_RAW DATA_.
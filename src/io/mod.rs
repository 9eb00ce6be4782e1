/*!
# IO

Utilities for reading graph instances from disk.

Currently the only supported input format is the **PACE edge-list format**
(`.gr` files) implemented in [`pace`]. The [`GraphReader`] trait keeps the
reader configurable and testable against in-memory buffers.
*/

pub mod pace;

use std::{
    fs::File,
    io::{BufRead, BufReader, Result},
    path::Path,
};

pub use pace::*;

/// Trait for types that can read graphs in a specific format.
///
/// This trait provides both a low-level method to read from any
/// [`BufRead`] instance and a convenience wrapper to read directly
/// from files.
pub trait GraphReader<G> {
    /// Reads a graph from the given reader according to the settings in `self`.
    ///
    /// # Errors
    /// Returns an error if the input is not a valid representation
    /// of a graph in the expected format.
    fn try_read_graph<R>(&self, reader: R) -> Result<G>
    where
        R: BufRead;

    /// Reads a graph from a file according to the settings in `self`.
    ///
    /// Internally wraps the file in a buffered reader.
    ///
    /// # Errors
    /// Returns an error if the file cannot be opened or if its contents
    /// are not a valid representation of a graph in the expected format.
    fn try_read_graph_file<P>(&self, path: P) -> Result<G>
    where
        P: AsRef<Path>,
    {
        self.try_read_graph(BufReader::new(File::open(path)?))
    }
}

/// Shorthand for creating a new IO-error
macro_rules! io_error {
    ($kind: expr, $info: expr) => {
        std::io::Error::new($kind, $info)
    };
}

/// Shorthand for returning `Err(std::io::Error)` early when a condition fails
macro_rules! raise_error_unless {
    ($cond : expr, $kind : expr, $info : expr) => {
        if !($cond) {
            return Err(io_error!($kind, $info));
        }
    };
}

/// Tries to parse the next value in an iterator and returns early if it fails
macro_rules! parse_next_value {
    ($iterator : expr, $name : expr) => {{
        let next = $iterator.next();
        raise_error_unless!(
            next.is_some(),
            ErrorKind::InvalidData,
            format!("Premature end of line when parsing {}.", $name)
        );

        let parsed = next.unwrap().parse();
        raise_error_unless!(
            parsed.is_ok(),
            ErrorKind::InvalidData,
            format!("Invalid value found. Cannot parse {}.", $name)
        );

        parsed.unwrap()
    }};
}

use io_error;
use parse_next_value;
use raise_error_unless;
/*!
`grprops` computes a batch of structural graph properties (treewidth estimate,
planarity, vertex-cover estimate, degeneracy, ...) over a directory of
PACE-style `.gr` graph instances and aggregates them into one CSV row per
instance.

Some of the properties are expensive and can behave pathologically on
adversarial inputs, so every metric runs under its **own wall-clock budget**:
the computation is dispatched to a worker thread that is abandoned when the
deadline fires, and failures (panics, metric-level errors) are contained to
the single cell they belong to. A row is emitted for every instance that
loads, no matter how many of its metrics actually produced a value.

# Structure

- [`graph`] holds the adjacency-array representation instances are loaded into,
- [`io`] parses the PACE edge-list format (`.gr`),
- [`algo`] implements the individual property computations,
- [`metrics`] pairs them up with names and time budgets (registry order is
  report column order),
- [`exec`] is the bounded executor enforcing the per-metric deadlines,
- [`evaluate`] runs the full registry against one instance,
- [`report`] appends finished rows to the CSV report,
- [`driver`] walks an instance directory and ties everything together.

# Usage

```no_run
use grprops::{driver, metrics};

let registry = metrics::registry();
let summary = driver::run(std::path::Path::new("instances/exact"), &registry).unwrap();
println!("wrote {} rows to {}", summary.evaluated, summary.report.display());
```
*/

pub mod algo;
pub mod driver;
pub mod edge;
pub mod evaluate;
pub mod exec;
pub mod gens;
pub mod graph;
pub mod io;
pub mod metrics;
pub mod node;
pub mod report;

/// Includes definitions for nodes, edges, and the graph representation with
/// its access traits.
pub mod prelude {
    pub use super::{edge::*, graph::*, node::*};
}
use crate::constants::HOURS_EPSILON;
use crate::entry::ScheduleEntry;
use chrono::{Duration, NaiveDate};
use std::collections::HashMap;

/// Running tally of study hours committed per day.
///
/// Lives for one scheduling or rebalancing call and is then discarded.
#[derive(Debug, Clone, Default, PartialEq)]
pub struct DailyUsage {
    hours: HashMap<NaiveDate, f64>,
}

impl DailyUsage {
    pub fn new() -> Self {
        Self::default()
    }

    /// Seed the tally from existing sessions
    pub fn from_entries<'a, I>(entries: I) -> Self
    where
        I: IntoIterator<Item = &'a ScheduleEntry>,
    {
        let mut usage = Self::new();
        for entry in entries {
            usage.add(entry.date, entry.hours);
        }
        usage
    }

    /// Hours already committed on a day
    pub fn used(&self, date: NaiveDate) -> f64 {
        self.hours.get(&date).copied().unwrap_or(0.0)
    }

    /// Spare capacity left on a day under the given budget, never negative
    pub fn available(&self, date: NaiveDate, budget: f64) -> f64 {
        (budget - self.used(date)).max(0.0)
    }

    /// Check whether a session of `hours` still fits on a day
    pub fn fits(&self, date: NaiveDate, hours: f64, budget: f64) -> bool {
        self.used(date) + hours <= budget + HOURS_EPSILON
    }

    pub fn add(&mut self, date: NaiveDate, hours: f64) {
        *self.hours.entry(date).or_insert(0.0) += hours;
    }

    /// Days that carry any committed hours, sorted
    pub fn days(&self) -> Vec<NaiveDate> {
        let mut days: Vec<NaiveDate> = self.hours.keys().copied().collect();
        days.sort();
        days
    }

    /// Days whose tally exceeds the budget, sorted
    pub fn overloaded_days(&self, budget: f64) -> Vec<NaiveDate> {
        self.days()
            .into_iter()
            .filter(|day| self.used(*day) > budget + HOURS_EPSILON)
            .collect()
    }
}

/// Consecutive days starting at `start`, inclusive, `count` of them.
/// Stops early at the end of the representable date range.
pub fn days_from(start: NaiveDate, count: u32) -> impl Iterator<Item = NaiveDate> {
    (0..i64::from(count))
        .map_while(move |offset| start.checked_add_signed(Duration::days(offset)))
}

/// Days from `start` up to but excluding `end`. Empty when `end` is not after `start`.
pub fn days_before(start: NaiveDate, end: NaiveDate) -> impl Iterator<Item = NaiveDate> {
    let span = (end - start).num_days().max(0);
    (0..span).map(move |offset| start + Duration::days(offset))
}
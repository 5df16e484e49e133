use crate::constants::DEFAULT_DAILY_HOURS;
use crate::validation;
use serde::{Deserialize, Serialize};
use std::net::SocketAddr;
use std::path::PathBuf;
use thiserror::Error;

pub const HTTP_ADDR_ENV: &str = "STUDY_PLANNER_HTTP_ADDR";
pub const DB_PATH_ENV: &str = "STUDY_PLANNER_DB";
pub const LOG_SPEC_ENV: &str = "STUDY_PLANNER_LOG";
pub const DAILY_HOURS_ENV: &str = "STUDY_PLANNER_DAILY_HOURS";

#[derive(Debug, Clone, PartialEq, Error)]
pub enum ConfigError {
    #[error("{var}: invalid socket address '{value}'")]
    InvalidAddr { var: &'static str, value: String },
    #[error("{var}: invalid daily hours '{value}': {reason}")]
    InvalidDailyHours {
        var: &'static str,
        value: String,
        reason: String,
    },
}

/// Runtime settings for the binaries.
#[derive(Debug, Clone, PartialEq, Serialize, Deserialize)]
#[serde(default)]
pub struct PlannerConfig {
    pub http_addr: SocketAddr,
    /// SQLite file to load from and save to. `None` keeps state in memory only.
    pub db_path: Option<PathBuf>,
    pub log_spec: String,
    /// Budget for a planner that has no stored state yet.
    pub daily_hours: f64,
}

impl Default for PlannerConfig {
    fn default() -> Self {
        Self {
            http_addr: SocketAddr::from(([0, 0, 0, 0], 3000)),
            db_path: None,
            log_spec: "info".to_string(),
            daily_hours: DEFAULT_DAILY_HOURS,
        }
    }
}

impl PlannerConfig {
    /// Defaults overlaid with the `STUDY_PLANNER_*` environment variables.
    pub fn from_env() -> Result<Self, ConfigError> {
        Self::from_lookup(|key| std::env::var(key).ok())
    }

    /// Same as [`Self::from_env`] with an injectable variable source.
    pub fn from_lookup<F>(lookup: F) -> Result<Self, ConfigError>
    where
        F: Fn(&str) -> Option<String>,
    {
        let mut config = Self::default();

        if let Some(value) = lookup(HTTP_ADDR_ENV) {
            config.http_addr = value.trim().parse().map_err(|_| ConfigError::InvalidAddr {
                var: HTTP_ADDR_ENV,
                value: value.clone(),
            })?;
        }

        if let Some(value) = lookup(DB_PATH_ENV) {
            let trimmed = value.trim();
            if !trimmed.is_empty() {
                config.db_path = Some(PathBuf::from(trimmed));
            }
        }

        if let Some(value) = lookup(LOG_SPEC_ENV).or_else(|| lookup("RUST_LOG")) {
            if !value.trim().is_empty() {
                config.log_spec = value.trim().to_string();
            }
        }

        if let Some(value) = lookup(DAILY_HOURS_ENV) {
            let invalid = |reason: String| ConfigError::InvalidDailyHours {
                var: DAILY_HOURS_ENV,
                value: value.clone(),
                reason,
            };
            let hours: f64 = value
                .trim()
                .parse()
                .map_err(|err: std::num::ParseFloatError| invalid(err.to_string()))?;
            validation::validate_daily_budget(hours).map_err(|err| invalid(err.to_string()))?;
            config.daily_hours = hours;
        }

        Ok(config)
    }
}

_WHAT IS NEEDED_.
Each line of the entries that holds "used" should be counted, and only the total given.

_EXERCISE SOLUTION_.
4